It is now widely recognized that many of the services provided by lake ecosystems are affected not only by direct exploitation, but also by changes in land use, vegetative cover, and other activities within the catchment area (Postel and Carpenter, 1997). Fertilizer run-off from agricultural land is among the major causes of nutrient loading and hence eutrophication, others being soil erosion, atmospheric deposition, and point pollution from industrial and human wastewater sources. It follows that agricultural policies may be implicated in changing fishery yields.
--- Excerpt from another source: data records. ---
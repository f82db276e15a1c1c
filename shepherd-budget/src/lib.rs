#![deny(missing_docs)]
//! The scheduler's budget ledger.
//!
//! The ledger itself — [`BudgetLimits`], [`BudgetState`], [`BudgetExceeded`] —
//! lives in `shepherd-types` since the scheduler, the CLI surface, and the
//! bot surface all need to construct and inspect it without depending on
//! this crate's invariant test suite. This crate re-exports that ledger as
//! the component boundary the rest of the workspace depends on, and carries
//! the property tests that pin down its check-before-book discipline.

pub use shepherd_types::{BudgetExceeded, BudgetLimits, BudgetState};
As in the other two riparian countries, fish production in Kenya has grown sharply over the past four decades. Output increased from around 17 000 t per year in the 1960s to more than 200 000 t in the early 1990s. This increase is attributable to the introduction of Nile perch (Lates niloticus) into Lake Victoria in the early 1960s. In the 1980s, catches of that species increased exponentially, rising in a few years from virtually zero to almost 60% of total yield (Ogutu-Ohwayo, 1990). Since 1994, however, landings of all fish have been in sharp decline, but especially those of Nile perch. By 1998, Nile perch landings were half of those at the beginning of the decade, despite increased fishing effort. Overfishing is one cause of the trend, but it is clearly not the only one. Eutrophication is also an important factor. Lake Victoria has progressively shifted from a mesotrophic to a eutrophic state (Gophen et al., 1995; Lung'ayia et al., 2001).
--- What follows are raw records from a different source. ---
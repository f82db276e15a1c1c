use crate::error::ErrorKind;
use crate::purpose::Purpose;
use chrono::{DateTime, Utc};
use serde::{Deserialize, Serialize};

/// Severity of an [`EventRecord`].
#[non_exhaustive]
#[derive(Debug, Clone, Copy, PartialEq, Eq, Serialize, Deserialize)]
#[serde(rename_all = "snake_case")]
pub enum EventLevel {
    /// Verbose diagnostic detail.
    Debug,
    /// Routine progress.
    Info,
    /// Recoverable anomaly.
    Warn,
    /// Terminal failure.
    Error,
}

/// One line of the structured event log (`logs/app.log`), emitted by the
/// scheduler at key points (`llm_step`, `toolloop_done`, `tool_suggested`,
/// `tool_approved`, `tool_denied`, `tool_exec`, `tool_result`,
/// `write_budget_exceeded`, `toolloop_approve_prompt`) and by the surfaces
/// on unrecoverable error.
#[derive(Debug, Clone, Serialize, Deserialize)]
pub struct EventRecord {
    /// When the event occurred.
    pub ts: DateTime<Utc>,
    /// Severity.
    pub level: EventLevel,
    /// Event name, one of the fixed emission points above.
    pub event: String,
    /// Session this event pertains to, if any.
    #[serde(skip_serializing_if = "Option::is_none")]
    pub session: Option<String>,
    /// Purpose this event ran under, if any.
    #[serde(skip_serializing_if = "Option::is_none")]
    pub purpose: Option<Purpose>,
    /// Provider involved, if any.
    #[serde(skip_serializing_if = "Option::is_none")]
    pub provider: Option<String>,
    /// Model involved, if any.
    #[serde(skip_serializing_if = "Option::is_none")]
    pub model: Option<String>,
    /// Elapsed milliseconds, if timed.
    #[serde(skip_serializing_if = "Option::is_none")]
    pub ms: Option<u64>,
    /// Classified error kind, for `level: error` records.
    #[serde(skip_serializing_if = "Option::is_none")]
    pub error_class: Option<ErrorKind>,
    /// Free-text message.
    #[serde(skip_serializing_if = "Option::is_none")]
    pub message: Option<String>,
    /// Arbitrary structured detail.
    #[serde(skip_serializing_if = "Option::is_none")]
    pub details: Option<serde_json::Value>,
}

impl EventRecord {
    /// Start a new record, stamped at `now`.
    pub fn new(level: EventLevel, event: impl Into<String>) -> Self {
        Self {
            ts: Utc::now(),
            level,
            event: event.into(),
            session: None,
            purpose: None,
            provider: None,
            model: None,
            ms: None,
            error_class: None,
            message: None,
            details: None,
        }
    }

    /// Attach a session id.
    #[must_use]
    pub fn session(mut self, id: impl Into<String>) -> Self {
        self.session = Some(id.into());
        self
    }

    /// Attach a purpose.
    #[must_use]
    pub fn purpose(mut self, purpose: Purpose) -> Self {
        self.purpose = Some(purpose);
        self
    }

    /// Attach a provider name.
    #[must_use]
    pub fn provider(mut self, provider: impl Into<String>) -> Self {
        self.provider = Some(provider.into());
        self
    }

    /// Attach a model name.
    #[must_use]
    pub fn model(mut self, model: impl Into<String>) -> Self {
        self.model = Some(model.into());
        self
    }

    /// Attach an elapsed-time measurement.
    #[must_use]
    pub fn ms(mut self, ms: u64) -> Self {
        self.ms = Some(ms);
        self
    }

    /// Attach a classified error kind.
    #[must_use]
    pub fn error_class(mut self, kind: ErrorKind) -> Self {
        self.error_class = Some(kind);
        self
    }

    /// Attach a free-text message.
    #[must_use]
    pub fn message(mut self, message: impl Into<String>) -> Self {
        self.message = Some(message.into());
        self
    }

    /// Attach structured detail.
    #[must_use]
    pub fn details(mut self, details: serde_json::Value) -> Self {
        self.details = Some(details);
        self
    }

    /// Serialize as one JSON-lines record, newline-terminated.
    pub fn to_json_line(&self) -> String {
        let mut line = serde_json::to_string(self).expect("EventRecord always serializes");
        line.push('\n');
        line
    }

    /// Mirror this record into `tracing`, at the matching level, carrying
    /// every populated field so a JSON-lines subscriber layer reproduces
    /// this record byte-for-byte in `logs/app.log`.
    pub fn emit_tracing(&self) {
        macro_rules! emit {
            ($macro:ident) => {
                tracing::$macro!(
                    event = %self.event,
                    session = ?self.session,
                    purpose = ?self.purpose,
                    provider = ?self.provider,
                    model = ?self.model,
                    ms = ?self.ms,
                    error_class = ?self.error_class,
                    message = ?self.message,
                    details = ?self.details,
                    "event"
                )
            };
        }
        match self.level {
            EventLevel::Debug => emit!(debug),
            EventLevel::Info => emit!(info),
            EventLevel::Warn => emit!(warn),
            EventLevel::Error => emit!(error),
        }
    }
}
We use the interaction between land use and the fishery to identify catchment-based indicators, in particular price indicators, which may anticipate changes in environmental variables driving stock assessment models. We then model the interactions between fertilizer applications, phytoplankton growth, and fish production to identify the functional relationships between fertilizer prices and fish stocks and yields. Because of lags within the system, this allows us to use current prices to predict future changes in stock size.
Modelling the fishery
Maximum sustainable yield (MSY), open access (oa) and profit-maximizing (*) steady-state solutions for Models 1 (standard Gordon–Schaefer model) and 2 (with environmental variable (p, market price of fish; c, cost of fishing effort; δ, discount rate).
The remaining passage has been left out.